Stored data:
==============================

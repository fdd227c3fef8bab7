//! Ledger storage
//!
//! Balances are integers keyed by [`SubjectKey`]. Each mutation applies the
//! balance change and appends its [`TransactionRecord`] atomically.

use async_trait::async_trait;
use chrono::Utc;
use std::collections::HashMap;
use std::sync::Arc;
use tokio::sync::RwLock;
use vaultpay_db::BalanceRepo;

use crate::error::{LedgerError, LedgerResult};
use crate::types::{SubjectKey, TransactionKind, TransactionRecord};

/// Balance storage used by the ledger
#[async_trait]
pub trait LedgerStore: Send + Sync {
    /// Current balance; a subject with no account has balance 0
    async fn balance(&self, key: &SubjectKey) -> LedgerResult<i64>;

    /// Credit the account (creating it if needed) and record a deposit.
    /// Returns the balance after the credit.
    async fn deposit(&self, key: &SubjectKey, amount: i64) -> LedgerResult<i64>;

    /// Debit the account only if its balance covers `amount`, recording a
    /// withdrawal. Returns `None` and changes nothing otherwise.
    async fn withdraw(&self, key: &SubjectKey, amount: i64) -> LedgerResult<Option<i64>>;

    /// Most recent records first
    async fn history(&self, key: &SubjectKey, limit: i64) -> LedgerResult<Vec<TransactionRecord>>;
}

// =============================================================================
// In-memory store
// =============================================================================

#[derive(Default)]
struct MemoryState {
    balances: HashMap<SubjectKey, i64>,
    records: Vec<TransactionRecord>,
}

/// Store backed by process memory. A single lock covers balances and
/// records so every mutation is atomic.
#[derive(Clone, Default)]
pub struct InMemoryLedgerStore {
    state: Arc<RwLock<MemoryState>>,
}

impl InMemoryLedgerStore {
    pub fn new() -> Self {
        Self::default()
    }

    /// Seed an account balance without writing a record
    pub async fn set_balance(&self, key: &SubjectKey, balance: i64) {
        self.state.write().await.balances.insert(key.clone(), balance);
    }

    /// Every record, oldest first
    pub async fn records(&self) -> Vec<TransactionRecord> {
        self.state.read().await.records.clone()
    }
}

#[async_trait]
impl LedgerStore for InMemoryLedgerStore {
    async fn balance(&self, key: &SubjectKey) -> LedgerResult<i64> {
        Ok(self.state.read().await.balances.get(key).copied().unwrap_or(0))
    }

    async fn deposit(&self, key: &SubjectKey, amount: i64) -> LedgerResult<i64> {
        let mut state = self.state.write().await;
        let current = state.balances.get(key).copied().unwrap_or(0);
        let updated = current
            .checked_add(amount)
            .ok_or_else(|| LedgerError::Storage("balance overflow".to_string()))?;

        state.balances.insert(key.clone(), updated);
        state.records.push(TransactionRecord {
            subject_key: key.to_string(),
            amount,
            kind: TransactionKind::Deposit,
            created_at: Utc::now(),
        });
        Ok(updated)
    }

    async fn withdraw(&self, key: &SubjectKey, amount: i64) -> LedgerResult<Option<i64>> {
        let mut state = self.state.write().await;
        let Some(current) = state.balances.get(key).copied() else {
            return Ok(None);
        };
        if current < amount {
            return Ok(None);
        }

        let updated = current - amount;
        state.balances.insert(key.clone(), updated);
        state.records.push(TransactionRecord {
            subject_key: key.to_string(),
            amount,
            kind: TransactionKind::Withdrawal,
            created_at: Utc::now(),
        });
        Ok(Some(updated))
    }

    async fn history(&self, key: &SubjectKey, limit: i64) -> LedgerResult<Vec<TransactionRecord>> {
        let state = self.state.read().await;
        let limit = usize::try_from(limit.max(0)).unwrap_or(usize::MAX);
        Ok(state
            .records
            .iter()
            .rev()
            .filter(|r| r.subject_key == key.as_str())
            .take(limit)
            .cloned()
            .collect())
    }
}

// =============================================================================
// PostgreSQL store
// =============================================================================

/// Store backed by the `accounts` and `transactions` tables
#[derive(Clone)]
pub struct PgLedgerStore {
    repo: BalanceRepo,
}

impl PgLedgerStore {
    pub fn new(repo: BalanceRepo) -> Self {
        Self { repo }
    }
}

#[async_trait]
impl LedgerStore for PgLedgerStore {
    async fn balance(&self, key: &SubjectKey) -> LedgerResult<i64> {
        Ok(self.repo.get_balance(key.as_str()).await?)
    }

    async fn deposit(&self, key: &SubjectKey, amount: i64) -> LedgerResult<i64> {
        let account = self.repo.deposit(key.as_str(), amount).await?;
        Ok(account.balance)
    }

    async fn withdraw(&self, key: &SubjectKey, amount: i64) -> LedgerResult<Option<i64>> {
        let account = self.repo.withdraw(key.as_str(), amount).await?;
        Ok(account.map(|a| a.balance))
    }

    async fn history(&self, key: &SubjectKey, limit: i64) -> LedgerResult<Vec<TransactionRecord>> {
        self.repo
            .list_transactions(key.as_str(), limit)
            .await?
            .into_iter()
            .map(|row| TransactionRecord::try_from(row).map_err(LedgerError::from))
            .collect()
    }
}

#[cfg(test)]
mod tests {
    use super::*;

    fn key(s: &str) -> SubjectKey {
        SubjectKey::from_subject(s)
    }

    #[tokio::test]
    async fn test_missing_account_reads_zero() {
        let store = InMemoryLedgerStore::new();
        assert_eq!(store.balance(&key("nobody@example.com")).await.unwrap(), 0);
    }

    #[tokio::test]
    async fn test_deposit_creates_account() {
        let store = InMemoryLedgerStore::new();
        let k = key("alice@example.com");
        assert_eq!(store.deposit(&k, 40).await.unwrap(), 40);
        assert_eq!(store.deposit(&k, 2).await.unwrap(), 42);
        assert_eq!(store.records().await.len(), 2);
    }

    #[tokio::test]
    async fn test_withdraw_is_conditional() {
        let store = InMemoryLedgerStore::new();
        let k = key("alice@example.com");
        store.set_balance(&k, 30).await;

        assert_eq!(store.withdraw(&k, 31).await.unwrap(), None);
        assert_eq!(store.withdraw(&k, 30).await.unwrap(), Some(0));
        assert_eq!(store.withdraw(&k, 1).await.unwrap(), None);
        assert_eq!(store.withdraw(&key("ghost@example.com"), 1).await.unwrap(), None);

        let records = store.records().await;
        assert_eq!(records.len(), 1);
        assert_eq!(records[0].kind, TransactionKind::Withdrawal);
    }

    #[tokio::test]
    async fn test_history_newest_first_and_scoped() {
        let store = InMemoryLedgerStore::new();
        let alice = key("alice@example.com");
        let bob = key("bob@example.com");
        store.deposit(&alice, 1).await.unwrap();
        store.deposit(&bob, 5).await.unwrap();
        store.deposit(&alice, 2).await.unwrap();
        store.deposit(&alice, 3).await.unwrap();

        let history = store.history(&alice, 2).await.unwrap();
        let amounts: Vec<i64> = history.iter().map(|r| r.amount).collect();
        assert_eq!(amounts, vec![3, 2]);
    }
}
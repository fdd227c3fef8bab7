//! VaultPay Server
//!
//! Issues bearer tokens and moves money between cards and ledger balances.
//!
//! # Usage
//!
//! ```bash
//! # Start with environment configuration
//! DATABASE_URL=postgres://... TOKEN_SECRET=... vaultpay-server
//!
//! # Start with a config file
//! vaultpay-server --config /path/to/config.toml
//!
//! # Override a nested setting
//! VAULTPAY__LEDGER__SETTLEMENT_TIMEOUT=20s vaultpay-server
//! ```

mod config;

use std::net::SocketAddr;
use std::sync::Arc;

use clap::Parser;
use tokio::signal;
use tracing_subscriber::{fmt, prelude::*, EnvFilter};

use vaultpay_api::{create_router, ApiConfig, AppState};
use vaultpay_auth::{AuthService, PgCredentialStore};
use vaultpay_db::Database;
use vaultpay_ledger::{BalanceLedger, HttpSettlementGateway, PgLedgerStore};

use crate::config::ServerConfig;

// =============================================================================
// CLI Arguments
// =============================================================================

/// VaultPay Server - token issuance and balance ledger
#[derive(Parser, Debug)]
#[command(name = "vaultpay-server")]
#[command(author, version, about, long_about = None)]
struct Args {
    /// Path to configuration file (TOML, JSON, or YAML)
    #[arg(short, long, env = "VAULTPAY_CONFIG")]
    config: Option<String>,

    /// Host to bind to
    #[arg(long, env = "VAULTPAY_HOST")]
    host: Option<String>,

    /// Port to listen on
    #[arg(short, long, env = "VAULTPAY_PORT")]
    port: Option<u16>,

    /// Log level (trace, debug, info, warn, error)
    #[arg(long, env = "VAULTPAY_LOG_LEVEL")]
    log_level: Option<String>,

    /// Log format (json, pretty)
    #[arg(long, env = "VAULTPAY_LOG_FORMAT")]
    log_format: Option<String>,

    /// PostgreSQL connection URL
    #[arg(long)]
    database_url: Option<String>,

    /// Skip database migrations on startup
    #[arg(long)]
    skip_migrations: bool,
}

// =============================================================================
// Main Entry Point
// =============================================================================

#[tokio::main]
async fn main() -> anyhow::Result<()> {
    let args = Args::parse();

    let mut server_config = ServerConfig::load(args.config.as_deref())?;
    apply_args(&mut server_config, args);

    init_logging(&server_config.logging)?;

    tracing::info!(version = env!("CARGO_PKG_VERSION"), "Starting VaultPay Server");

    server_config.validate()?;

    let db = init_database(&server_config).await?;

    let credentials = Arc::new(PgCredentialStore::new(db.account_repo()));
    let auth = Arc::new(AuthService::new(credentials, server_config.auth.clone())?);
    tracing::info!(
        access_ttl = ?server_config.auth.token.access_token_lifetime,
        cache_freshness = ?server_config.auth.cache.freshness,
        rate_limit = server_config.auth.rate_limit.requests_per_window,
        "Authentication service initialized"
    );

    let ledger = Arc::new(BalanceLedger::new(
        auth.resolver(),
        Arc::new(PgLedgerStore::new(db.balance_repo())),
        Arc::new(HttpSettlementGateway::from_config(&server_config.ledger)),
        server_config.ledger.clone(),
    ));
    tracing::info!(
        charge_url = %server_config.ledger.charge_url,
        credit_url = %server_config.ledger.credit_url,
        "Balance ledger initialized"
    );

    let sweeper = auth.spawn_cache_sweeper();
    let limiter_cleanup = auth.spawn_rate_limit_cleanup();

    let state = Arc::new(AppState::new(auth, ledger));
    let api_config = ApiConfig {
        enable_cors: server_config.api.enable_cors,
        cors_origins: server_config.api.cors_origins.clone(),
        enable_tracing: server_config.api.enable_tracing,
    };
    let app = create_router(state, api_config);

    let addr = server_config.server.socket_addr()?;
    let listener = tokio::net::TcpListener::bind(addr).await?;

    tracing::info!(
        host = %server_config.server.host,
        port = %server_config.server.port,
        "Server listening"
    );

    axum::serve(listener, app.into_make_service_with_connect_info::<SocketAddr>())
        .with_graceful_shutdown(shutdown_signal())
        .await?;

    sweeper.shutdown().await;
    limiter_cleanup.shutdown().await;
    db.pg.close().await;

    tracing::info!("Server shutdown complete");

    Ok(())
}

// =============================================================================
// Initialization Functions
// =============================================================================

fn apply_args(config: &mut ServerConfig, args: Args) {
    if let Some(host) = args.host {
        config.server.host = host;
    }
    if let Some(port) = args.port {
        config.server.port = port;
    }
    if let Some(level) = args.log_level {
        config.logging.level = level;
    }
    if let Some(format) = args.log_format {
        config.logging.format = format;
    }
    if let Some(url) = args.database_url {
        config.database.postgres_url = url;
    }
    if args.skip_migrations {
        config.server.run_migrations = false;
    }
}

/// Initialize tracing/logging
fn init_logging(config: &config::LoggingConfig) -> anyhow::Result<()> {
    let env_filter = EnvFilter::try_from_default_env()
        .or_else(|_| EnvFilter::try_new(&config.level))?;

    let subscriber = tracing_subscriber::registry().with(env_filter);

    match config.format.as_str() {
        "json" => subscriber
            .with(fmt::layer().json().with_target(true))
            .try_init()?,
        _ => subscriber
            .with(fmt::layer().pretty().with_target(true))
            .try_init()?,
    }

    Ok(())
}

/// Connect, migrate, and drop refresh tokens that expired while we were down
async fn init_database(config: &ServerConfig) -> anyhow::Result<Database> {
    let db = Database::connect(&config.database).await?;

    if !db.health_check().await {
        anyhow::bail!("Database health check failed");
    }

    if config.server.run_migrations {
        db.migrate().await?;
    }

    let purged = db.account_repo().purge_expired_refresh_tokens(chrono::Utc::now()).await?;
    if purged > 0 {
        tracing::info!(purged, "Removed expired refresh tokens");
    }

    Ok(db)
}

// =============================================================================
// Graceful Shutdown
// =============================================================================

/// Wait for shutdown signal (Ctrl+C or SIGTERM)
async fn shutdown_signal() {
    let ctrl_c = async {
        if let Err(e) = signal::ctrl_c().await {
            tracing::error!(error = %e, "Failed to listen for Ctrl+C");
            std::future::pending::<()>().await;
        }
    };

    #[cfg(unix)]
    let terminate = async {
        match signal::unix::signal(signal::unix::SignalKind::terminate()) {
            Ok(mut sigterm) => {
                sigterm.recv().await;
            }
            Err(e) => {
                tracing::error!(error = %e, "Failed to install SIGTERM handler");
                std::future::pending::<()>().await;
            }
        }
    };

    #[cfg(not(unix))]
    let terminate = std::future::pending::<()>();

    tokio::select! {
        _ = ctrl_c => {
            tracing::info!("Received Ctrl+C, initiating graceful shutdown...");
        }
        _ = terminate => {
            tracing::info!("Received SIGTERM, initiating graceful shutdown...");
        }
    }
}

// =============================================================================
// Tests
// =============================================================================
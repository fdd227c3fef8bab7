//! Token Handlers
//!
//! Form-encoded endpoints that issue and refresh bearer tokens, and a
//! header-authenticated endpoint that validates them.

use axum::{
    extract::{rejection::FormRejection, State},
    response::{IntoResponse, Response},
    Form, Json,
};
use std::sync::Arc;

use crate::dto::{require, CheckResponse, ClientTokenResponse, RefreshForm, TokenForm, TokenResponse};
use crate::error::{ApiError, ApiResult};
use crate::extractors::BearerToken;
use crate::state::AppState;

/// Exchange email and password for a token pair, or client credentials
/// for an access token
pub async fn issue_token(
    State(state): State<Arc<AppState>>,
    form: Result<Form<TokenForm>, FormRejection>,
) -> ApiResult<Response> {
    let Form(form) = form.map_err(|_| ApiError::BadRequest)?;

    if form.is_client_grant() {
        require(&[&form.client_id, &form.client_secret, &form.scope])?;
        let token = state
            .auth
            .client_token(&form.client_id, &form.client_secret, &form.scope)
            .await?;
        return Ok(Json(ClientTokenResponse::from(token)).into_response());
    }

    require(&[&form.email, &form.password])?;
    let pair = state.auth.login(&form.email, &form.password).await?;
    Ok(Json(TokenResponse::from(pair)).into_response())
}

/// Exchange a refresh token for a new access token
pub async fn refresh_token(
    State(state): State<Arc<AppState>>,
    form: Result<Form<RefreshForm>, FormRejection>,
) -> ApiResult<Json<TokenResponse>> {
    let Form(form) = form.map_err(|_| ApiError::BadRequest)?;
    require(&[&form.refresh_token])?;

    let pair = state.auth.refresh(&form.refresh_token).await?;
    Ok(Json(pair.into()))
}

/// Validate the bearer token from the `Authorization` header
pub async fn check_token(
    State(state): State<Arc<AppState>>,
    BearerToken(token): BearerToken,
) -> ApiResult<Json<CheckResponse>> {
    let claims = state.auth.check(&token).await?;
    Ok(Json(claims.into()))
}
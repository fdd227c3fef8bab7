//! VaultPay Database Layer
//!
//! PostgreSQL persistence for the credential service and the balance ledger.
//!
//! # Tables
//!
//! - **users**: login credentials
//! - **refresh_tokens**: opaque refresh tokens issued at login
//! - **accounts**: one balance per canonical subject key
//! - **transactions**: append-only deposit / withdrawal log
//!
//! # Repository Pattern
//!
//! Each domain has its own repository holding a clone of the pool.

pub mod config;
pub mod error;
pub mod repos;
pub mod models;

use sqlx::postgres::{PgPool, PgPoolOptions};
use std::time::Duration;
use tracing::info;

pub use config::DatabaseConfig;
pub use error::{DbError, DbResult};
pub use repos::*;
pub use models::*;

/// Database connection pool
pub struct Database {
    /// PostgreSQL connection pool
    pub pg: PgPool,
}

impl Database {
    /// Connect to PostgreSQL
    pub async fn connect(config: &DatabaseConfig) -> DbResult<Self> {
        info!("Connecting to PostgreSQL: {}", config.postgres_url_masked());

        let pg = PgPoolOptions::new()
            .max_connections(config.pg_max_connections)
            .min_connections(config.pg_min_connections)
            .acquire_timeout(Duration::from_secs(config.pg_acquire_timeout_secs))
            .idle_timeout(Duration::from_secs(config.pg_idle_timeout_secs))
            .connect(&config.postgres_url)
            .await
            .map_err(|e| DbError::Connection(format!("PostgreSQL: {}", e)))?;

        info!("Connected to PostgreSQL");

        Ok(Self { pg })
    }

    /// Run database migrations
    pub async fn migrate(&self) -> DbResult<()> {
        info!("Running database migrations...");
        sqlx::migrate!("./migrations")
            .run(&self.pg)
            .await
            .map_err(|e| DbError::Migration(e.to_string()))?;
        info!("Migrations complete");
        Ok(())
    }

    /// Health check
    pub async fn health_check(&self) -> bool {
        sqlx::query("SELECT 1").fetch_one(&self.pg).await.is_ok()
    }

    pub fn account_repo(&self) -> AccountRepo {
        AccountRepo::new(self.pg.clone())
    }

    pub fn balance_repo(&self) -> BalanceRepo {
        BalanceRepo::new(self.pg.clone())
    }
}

==============================

(Work order) From the very first line of the records down to the line with "pub trait LedgerStore: Send", please write out each line exactly, including both ends and no other lines.

(Problem solution)
repository fdd227c3fef8bab7
//! Ledger storage
//!
//! Balances are integers keyed by [`SubjectKey`]. Each mutation applies the
//! balance change and appends its [`TransactionRecord`] atomically.

use async_trait::async_trait;
use chrono::Utc;
use std::collections::HashMap;
use std::sync::Arc;
use tokio::sync::RwLock;
use vaultpay_db::BalanceRepo;

use crate::error::{LedgerError, LedgerResult};
use crate::types::{SubjectKey, TransactionKind, TransactionRecord};

/// Balance storage used by the ledger
#[async_trait]
pub trait LedgerStore: Send + Sync {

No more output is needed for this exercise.